When it comes to the communities I'd love to be a part of, I'm all about ones that focus on environmental conservation, wildlife preservation, and sustainability. Those topics really resonate with me, and I'm eager to jump into discussions and learn from fellow passionate folks.
As for my username, I chose it because I've got respect for polar bears and how they live with the environmental challenges they face. And throwing in "gender" is just my way of showing support for inclusivity and gender equality. Building a more just and fair society is important to me.
I don't know the full criteria that people are approved or declined for, but would these answers pass the sniff test?
I'm just worried that placing too much trust in the application process contributes to a false sense of security. A community that is supposedly "protected" from bots can be silently infiltrated by them and cause more damage than in communities where you can either reasonably assume bots are everywhere, or there are more reliable filtering measures in place than a simple statement of purpose.
Haven't you heard of the "Swiss cheese" model of security?
The best way to ensure your server is protected is to unplug it from the Internet and put it in an EMF-shielded Faraday cage.
There's always a tradeoff between security, usability and cost.
captchas can be defeated, but that doesn't mean they're useless - they increase the level of friction required to automate malicious activity. Maybe not a lot, but along with other measures, it may make it tricky enough to circumvent that it discourages a good percentage of bot spammers.
I disagree. I think the solution is moderation. Basically, have a set of tools that identify likely bots, and let human moderators make the call.
If you require admins to manually approve accounts, admins will either automate approvals or stop approving.

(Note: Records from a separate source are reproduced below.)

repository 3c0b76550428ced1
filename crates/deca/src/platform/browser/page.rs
use js_sys::Reflect;
use zoon::wasm_bindgen::{closure::Closure, JsCast, JsValue};
use zoon::web_sys::PositionOptions;

use super::dom::{self, js_error};
use crate::config::GeolocationOptions;
use crate::page::Page;
use crate::submit::GeoReading;

#[derive(Clone, Copy, Debug, Default)]
pub struct BrowserPage;

impl Page for BrowserPage {
    fn is_framed(&self) -> bool {
        let Some(window) = dom::window() else {
            return false;
        };
        match window.top() {
            Ok(Some(top)) => !js_sys::Object::is(window.as_ref(), top.as_ref()),
            _ => false,
        }
    }

    fn referrer(&self) -> String {
        dom::document().map(|document| document.referrer()).unwrap_or_default()
    }

    fn document_url(&self) -> String {
        dom::document()
            .and_then(|document| document.url().ok())
            .unwrap_or_default()
    }

    fn fragment(&self) -> String {
        dom::window()
            .and_then(|window| window.location().hash().ok())
            .unwrap_or_default()
    }

    fn navigate(&self, url: &str) {
        if let Some(window) = dom::window() {
            if let Err(error) = window.location().set_href(url) {
                log::error!("navigation to `{url}` failed: {}", js_error(&error));
            }
        }
    }

    fn navigate_top(&self, url: &str) {
        let top = dom::window().and_then(|window| window.top().ok().flatten());
        match top {
            Some(top) => {
                if let Err(error) = top.location().set_href(url) {
                    log::error!("top navigation to `{url}` failed: {}", js_error(&error));
                }
            }
            None => self.navigate(url),
        }
    }

    fn alert(&self, message: &str) {
        if let Some(window) = dom::window() {
            window.alert_with_message(message).ok();
        }
    }
}

fn coordinate(coords: &JsValue, name: &str) -> Option<f64> {
    Reflect::get(coords, &JsValue::from_str(name)).ok()?.as_f64()
}

fn reading_of(position: &JsValue) -> Option<GeoReading> {
    let coords = Reflect::get(position, &JsValue::from_str("coords")).ok()?;
    Some(GeoReading {
        latitude: coordinate(&coords, "latitude")?,
        longitude: coordinate(&coords, "longitude")?,
        accuracy_m: coordinate(&coords, "accuracy")?,
    })
}

/// Ask for one location fix; `on_reading` runs at most once.
pub fn request_position(options: GeolocationOptions, on_reading: impl FnOnce(GeoReading) + 'static) {
    let Some(window) = dom::window() else {
        return;
    };
    let geolocation = match window.navigator().geolocation() {
        Ok(geolocation) => geolocation,
        Err(error) => {
            log::info!("geolocation unavailable: {}", js_error(&error));
            return;
        }
    };

    let success = Closure::once_into_js(move |position: JsValue| match reading_of(&position) {
        Some(reading) => on_reading(reading),
        None => log::warn!("geolocation returned a position without coordinates"),
    });
    let failure = Closure::once_into_js(move |error: JsValue| {
        log::info!("geolocation failed: {}", js_error(&error));
    });

    let position_options = PositionOptions::new();
    position_options.set_enable_high_accuracy(options.high_accuracy);
    position_options.set_timeout(options.timeout_ms);
    position_options.set_maximum_age(options.maximum_age_ms);

    if let Err(error) = geolocation.get_current_position_with_error_callback_and_options(
        success.unchecked_ref(),
        Some(failure.unchecked_ref()),
        &position_options,
    ) {
        log::warn!("geolocation request failed: {}", js_error(&error));
    }
}
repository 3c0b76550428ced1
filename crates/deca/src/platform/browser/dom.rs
//! Small DOM helpers shared by the browser views.

use zoon::wasm_bindgen::{closure::Closure, JsCast, JsValue};
use zoon::web_sys::{self, Document, Element, EventTarget, HtmlElement, Window};

use crate::submit::TriggerEvent;

pub const HIDDEN_CLASS: &str = "hidden";

pub fn window() -> Option<Window> {
    web_sys::window()
}

pub fn document() -> Option<Document> {
    window()?.document()
}

pub fn by_id(id: &str) -> Option<Element> {
    document()?.get_element_by_id(id)
}

pub fn query(root: &Element, selector: &str) -> Option<Element> {
    root.query_selector(selector).ok().flatten()
}

pub fn query_all(root: &Element, selector: &str) -> Vec<Element> {
    let Ok(nodes) = root.query_selector_all(selector) else {
        log::warn!("invalid selector `{selector}`");
        return Vec::new();
    };
    (0..nodes.length())
        .filter_map(|index| nodes.get(index))
        .filter_map(|node| node.dyn_into::<Element>().ok())
        .collect()
}

pub fn query_document_all(selector: &str) -> Vec<Element> {
    document()
        .and_then(|document| document.document_element())
        .map(|root| query_all(&root, selector))
        .unwrap_or_default()
}

/// Readable text of a thrown JS value.
pub fn js_error(value: &JsValue) -> String {
    value.as_string().unwrap_or_else(|| format!("{value:?}"))
}

pub fn set_class(element: &Element, class: &str, on: bool) {
    if let Err(error) = element.class_list().toggle_with_force(class, on) {
        log::warn!("could not toggle class `{class}`: {}", js_error(&error));
    }
}

pub fn set_hidden(element: &Element, hidden: bool) {
    set_class(element, HIDDEN_CLASS, hidden);
}

pub fn set_style(element: &Element, property: &str, value: &str) {
    if let Some(element) = element.dyn_ref::<HtmlElement>() {
        if let Err(error) = element.style().set_property(property, value) {
            log::warn!("could not set style `{property}`: {}", js_error(&error));
        }
    }
}

pub fn set_attribute(element: &Element, name: &str, value: &str) {
    if let Err(error) = element.set_attribute(name, value) {
        log::warn!("could not set attribute `{name}`: {}", js_error(&error));
    }
}

pub fn focus(element: &Element) {
    if let Some(element) = element.dyn_ref::<HtmlElement>() {
        element.focus().ok();
    }
}

/// Milliseconds since the epoch, as a timer baseline.
pub fn now_ms() -> u64 {
    js_sys::Date::now() as u64
}

impl TriggerEvent for web_sys::Event {
    fn prevent_default(&self) {
        web_sys::Event::prevent_default(self);
    }
}

/// An attached event listener; detached again on drop.
pub struct Listener {
    target: EventTarget,
    event: &'static str,
    callback: Closure<dyn FnMut(web_sys::Event)>,
}

impl Listener {
    pub fn new(target: &EventTarget, event: &'static str, handler: impl FnMut(web_sys::Event) + 'static) -> Self {
        let callback = Closure::wrap(Box::new(handler) as Box<dyn FnMut(web_sys::Event)>);
        if let Err(error) = target.add_event_listener_with_callback(event, callback.as_ref().unchecked_ref()) {
            log::error!("could not listen to `{event}`: {}", js_error(&error));
        }
        Self {
            target: target.clone(),
            event,
            callback,
        }
    }
}

impl Drop for Listener {
    fn drop(&mut self) {
        self.target
            .remove_event_listener_with_callback(self.event, self.callback.as_ref().unchecked_ref())
            .ok();
    }
}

That's just how people tend to operate imo. And the more steps you put between people wanting to sign up and actually getting an account, the fewer people you'll get to actually go through with it.

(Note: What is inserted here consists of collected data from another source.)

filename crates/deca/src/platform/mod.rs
pub mod browser;
//! Page entry point. `<body data-page="...">` names the page; its
//! controllers are built here and kept alive in a thread-local registry
//! until [`unmount`].

use std::cell::RefCell;
use std::rc::Rc;

use zoon::wasm_bindgen::{closure::Closure, JsCast, JsValue};
use zoon::web_sys::{self, Element, HtmlFormElement, HtmlInputElement, KeyboardEvent};
use zoon::{Task, TaskHandle, Timer};

use super::checkbox::watch_checkboxes;
use super::directory::{self as dom_directory, DomDirectoryView};
use super::dom::{self, Listener, js_error, query, query_all, query_document_all};
use super::form::DomForm;
use super::frame::{ParentIFrame, message_text};
use super::logger;
use super::map::{self as dom_map, GoogleMapSurface};
use super::modal::DomModal;
use super::page::{BrowserPage, request_position};
use super::signin::{self as dom_signin, DomSignInView, Gapi};
use super::transport::FetchTransport;
use crate::common::{FormKind, FormMode};
use crate::config::{CONFIG_ELEMENT_ID, ClientConfig};
use crate::directory::map::{self, MemberMap, canvas_height};
use crate::directory::renew::{self, RenewDirectory, blurs_filter};
use crate::form::postal;
use crate::frame::{FrameTimeout, SelfServeFlow};
use crate::page::Page;
use crate::selfserve::{ComboMode, JOIN_FLOW_ID, SelfServeForm, VOLUNTEER_FLOW_ID};
use crate::signin::SignInFlow;
use crate::submit::SubmitController;

type DomController = SubmitController<DomForm, DomModal, FetchTransport, BrowserPage>;
type DomSelfServe = SelfServeForm<DomForm, DomModal, FetchTransport, BrowserPage, ParentIFrame>;
type DomSignIn = SignInFlow<Gapi, DomSignInView, FetchTransport, BrowserPage>;
type DomMemberMap = MemberMap<GoogleMapSurface>;

const PAGE_ATTRIBUTE: &str = "data-page";
const RETRY_SELECTOR: &str = "#waitModalRetry";
const DISMISS_SELECTOR: &str = "[data-dismiss=\"modal\"]";
const POSTAL_CODE_SELECTOR: &str = "[data-bv-zipcode]";
const MODE_CHOOSER: &str = ".mode-chooser";
const MEMBER_SECTION_ID: &str = "newMember";
const VOLUNTEER_SECTION_ID: &str = "newVolunteer";
/// Set on `window` for the `gapi` script tag's `onload`.
const GAPI_INIT_CALLBACK: &str = "onGapiInit";
const FRAME_TICK_MS: u32 = 250;
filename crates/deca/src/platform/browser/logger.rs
//! `log` records to the browser console.

use log::{Level, LevelFilter, Log, Metadata, Record};
use zoon::{eprintln, println};

struct ConsoleLogger;

static LOGGER: ConsoleLogger = ConsoleLogger;

impl Log for ConsoleLogger {
    fn enabled(&self, metadata: &Metadata) -> bool {
        metadata.level() <= log::max_level()
    }

    fn log(&self, record: &Record) {
        if !self.enabled(record.metadata()) {
            return;
        }
        match record.level() {
            Level::Error | Level::Warn => {
                eprintln!("[{}] {}: {}", record.level(), record.target(), record.args())
            }
            _ => println!("[{}] {}: {}", record.level(), record.target(), record.args()),
        }
    }

    fn flush(&self) {}
}

/// Install the console logger. Calling it again only changes the level.
pub fn init(level: LevelFilter) {
    // Already installed on a second mount.
    log::set_logger(&LOGGER).ok();
    log::set_max_level(level);
}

So I'm against applications. What we need is better moderation tools. My ideal would be a web of trust. Basically, you get more privileges the more trusted people that trust you. I think that should start from the admins, then to the mods, and then to regular users.
But lemmy isn't that sophisticated. Maybe it will be some day, IDK, but it's the direction I'd like to see things go.
HackerNews does something similar where new users don't have the ability to down vote until they have earned enough upvotes from other users.
We could extend that, and literally not allow upvotes to properly register if the user is too new. The vote would still show on the comment/post, but the ranking of the comment/post will only be influenced by seasoned users. That way, users could scroll down a thread, see a very highly upvoted comment bang in the middle, and think for themselves "huh, probably bots".
Very hierarchical solution, heavily reliant on the mods not playing favourites or having their own agenda.
Captcha is like locking your car... There are still ways to get in, but it blocks the casual efforts.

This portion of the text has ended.